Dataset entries
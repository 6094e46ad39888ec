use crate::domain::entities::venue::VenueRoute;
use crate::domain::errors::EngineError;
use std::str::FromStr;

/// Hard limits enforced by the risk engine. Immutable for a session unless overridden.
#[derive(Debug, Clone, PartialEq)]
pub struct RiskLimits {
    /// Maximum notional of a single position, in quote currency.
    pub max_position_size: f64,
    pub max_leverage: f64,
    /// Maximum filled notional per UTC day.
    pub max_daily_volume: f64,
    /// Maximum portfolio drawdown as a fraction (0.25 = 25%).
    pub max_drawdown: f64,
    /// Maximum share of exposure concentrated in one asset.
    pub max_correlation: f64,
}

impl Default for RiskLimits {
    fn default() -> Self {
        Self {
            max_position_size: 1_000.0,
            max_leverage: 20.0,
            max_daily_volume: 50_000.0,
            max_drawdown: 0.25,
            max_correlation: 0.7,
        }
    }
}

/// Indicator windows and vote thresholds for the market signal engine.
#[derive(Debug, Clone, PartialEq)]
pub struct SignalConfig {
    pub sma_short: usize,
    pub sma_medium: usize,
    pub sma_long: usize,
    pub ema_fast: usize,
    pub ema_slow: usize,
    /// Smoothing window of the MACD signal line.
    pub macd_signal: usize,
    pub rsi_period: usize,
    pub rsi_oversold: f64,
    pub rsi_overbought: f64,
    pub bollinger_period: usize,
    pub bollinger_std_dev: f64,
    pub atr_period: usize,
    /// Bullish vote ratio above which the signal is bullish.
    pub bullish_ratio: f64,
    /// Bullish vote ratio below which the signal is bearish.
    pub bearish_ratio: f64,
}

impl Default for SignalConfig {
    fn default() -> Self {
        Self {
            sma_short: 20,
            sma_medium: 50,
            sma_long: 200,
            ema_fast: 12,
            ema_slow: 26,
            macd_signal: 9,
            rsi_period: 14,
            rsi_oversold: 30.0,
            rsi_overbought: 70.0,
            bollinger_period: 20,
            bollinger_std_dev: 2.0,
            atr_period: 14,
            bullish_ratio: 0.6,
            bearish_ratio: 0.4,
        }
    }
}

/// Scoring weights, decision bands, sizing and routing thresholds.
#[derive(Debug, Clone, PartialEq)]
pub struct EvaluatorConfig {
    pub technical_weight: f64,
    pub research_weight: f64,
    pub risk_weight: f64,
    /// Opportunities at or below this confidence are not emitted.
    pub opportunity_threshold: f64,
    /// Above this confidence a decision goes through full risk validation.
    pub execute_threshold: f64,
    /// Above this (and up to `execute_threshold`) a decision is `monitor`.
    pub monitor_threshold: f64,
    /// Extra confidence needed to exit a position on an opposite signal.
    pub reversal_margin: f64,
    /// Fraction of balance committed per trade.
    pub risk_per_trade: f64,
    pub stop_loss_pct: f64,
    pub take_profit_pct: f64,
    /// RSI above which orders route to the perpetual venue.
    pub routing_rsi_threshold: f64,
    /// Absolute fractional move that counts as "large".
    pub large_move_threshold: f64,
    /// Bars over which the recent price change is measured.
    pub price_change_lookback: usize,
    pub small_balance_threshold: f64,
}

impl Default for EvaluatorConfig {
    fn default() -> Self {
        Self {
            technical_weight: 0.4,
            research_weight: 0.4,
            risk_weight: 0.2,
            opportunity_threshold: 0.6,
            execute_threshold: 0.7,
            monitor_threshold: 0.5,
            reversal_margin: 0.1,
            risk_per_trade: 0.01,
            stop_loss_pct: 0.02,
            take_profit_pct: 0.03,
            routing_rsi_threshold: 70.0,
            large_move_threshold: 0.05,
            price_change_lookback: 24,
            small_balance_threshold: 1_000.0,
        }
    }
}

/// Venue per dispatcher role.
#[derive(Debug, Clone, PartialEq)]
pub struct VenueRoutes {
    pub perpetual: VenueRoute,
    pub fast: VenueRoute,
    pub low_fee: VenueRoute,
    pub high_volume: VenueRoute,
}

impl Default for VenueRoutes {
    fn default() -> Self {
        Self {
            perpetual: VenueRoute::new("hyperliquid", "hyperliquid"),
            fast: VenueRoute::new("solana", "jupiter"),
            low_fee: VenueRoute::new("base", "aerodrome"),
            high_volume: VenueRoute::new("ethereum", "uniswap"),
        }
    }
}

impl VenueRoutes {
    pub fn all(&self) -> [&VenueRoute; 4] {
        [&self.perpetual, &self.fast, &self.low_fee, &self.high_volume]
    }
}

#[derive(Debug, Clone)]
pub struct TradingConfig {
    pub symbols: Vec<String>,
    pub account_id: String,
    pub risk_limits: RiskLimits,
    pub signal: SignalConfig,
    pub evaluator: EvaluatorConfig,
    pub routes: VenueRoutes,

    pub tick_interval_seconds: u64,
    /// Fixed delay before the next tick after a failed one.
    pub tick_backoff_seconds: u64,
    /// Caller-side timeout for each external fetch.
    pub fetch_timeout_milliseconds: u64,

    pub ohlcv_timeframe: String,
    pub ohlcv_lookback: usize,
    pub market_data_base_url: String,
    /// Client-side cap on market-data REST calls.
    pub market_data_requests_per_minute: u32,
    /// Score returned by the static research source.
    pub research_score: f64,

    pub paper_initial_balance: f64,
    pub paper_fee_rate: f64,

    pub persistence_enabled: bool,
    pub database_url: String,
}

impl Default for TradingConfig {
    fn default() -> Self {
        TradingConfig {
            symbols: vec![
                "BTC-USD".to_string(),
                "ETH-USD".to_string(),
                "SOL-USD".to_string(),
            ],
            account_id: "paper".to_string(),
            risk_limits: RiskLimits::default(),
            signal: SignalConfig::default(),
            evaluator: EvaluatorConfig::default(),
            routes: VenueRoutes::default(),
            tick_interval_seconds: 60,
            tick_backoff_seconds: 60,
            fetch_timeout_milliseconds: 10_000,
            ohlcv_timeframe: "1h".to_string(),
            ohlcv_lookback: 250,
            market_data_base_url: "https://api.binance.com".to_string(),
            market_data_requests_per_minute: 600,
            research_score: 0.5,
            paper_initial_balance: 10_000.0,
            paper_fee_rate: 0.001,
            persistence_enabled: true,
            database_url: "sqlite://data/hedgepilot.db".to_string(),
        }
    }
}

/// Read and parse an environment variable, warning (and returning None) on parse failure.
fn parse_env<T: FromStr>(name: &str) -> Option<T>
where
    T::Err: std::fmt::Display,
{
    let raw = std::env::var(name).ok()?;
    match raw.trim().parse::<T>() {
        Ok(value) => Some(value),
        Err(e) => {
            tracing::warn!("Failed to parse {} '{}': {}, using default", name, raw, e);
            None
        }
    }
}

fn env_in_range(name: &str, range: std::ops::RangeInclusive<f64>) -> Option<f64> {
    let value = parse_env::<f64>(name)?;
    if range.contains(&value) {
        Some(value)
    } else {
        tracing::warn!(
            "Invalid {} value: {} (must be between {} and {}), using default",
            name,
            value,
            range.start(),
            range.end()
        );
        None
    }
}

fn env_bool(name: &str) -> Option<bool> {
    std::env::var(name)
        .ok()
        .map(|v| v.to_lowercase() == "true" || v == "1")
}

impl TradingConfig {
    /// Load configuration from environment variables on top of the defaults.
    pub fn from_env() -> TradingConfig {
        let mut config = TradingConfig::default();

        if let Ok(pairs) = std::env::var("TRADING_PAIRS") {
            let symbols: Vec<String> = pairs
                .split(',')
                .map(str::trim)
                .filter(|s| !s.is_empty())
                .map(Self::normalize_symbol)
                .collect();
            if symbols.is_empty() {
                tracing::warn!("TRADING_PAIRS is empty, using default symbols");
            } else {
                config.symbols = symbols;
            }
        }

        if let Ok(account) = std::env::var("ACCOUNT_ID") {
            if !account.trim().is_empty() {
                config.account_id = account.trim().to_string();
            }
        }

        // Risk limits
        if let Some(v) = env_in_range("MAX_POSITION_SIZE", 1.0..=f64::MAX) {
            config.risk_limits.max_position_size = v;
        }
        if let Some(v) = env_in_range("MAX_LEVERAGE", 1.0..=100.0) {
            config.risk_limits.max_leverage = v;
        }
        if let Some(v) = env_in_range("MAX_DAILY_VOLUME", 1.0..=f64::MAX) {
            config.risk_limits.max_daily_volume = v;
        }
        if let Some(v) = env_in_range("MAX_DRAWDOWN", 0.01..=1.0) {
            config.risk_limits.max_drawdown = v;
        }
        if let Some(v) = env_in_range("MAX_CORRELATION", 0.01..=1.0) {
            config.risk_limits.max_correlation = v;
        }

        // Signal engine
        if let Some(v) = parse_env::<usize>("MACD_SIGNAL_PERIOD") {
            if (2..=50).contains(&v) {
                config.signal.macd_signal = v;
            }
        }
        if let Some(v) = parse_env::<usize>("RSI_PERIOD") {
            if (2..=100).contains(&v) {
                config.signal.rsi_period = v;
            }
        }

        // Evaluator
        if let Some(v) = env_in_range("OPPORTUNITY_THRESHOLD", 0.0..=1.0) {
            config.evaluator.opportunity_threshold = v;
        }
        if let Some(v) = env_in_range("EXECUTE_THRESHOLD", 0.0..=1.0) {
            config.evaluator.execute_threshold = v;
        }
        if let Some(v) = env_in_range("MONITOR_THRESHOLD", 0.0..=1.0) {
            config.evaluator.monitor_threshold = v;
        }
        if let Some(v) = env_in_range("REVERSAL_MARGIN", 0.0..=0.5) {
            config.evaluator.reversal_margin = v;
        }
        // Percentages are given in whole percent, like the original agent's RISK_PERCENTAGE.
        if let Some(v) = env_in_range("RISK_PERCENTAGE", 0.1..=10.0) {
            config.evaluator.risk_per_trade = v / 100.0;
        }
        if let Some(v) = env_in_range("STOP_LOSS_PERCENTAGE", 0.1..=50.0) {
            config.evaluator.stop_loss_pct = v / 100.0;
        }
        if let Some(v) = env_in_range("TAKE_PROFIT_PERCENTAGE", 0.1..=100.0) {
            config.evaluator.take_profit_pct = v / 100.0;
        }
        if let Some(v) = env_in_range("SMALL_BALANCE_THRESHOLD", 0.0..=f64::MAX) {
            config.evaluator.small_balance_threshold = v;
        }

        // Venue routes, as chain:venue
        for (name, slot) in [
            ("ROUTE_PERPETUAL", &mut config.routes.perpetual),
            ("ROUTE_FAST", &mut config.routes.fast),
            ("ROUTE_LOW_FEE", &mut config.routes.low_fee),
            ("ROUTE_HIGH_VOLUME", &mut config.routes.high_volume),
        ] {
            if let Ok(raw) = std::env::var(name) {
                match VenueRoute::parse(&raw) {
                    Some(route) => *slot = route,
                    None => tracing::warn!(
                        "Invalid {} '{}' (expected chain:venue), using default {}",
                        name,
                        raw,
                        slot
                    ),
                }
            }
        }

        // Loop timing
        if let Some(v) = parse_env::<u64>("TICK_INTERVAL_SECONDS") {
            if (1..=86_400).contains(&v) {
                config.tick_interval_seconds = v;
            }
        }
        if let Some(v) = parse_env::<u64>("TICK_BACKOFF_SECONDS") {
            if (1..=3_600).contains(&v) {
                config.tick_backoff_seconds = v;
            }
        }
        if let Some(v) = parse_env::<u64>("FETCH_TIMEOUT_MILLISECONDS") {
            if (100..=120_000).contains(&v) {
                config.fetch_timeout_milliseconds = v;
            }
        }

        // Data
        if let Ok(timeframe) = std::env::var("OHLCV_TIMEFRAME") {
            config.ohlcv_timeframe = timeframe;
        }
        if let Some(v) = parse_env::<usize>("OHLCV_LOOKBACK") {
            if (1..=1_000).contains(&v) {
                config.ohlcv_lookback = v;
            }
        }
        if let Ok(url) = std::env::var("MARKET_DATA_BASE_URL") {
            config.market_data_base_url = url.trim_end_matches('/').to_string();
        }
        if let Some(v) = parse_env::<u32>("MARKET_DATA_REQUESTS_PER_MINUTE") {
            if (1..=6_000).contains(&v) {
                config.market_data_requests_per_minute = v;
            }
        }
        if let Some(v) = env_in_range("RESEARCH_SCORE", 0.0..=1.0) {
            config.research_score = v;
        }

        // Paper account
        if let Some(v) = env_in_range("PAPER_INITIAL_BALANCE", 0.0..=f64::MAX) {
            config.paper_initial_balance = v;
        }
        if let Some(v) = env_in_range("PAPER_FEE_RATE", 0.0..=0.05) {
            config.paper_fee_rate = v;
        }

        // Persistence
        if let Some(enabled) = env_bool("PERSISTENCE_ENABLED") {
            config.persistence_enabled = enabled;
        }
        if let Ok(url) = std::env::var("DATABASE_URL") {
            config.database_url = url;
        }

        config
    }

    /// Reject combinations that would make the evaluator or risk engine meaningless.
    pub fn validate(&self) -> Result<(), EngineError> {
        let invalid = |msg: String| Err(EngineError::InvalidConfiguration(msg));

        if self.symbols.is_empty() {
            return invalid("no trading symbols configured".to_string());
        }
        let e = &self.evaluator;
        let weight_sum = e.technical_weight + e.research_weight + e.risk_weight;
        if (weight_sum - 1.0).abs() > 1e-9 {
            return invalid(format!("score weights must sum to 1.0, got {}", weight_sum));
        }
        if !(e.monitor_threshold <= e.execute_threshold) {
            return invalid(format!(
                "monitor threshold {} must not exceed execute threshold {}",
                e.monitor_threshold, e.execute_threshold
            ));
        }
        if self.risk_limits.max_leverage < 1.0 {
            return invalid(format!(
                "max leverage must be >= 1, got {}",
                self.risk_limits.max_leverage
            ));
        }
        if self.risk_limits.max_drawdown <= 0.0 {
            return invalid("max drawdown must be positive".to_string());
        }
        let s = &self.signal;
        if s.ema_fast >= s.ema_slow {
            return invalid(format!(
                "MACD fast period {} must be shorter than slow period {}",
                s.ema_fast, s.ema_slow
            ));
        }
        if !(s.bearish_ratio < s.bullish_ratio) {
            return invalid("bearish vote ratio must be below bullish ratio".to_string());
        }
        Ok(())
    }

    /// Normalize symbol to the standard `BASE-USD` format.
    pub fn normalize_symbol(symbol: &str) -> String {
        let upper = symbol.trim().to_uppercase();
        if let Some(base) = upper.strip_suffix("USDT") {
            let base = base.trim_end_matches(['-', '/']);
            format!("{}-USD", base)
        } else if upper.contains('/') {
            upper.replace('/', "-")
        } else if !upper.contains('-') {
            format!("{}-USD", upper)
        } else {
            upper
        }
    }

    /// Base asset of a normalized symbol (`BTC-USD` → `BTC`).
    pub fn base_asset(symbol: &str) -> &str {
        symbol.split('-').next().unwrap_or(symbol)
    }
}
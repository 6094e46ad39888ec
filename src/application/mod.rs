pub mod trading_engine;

● Exercise description
Can you write out the lines above, from the first one through the one containing "impl Default for RiskLimits", exactly as they appear and nothing more?

● Reply
repository 6094e46ad39888ec
use crate::domain::entities::venue::VenueRoute;
use crate::domain::errors::EngineError;
use std::str::FromStr;

/// Hard limits enforced by the risk engine. Immutable for a session unless overridden.
#[derive(Debug, Clone, PartialEq)]
pub struct RiskLimits {
    /// Maximum notional of a single position, in quote currency.
    pub max_position_size: f64,
    pub max_leverage: f64,
    /// Maximum filled notional per UTC day.
    pub max_daily_volume: f64,
    /// Maximum portfolio drawdown as a fraction (0.25 = 25%).
    pub max_drawdown: f64,
    /// Maximum share of exposure concentrated in one asset.
    pub max_correlation: f64,
}

impl Default for RiskLimits {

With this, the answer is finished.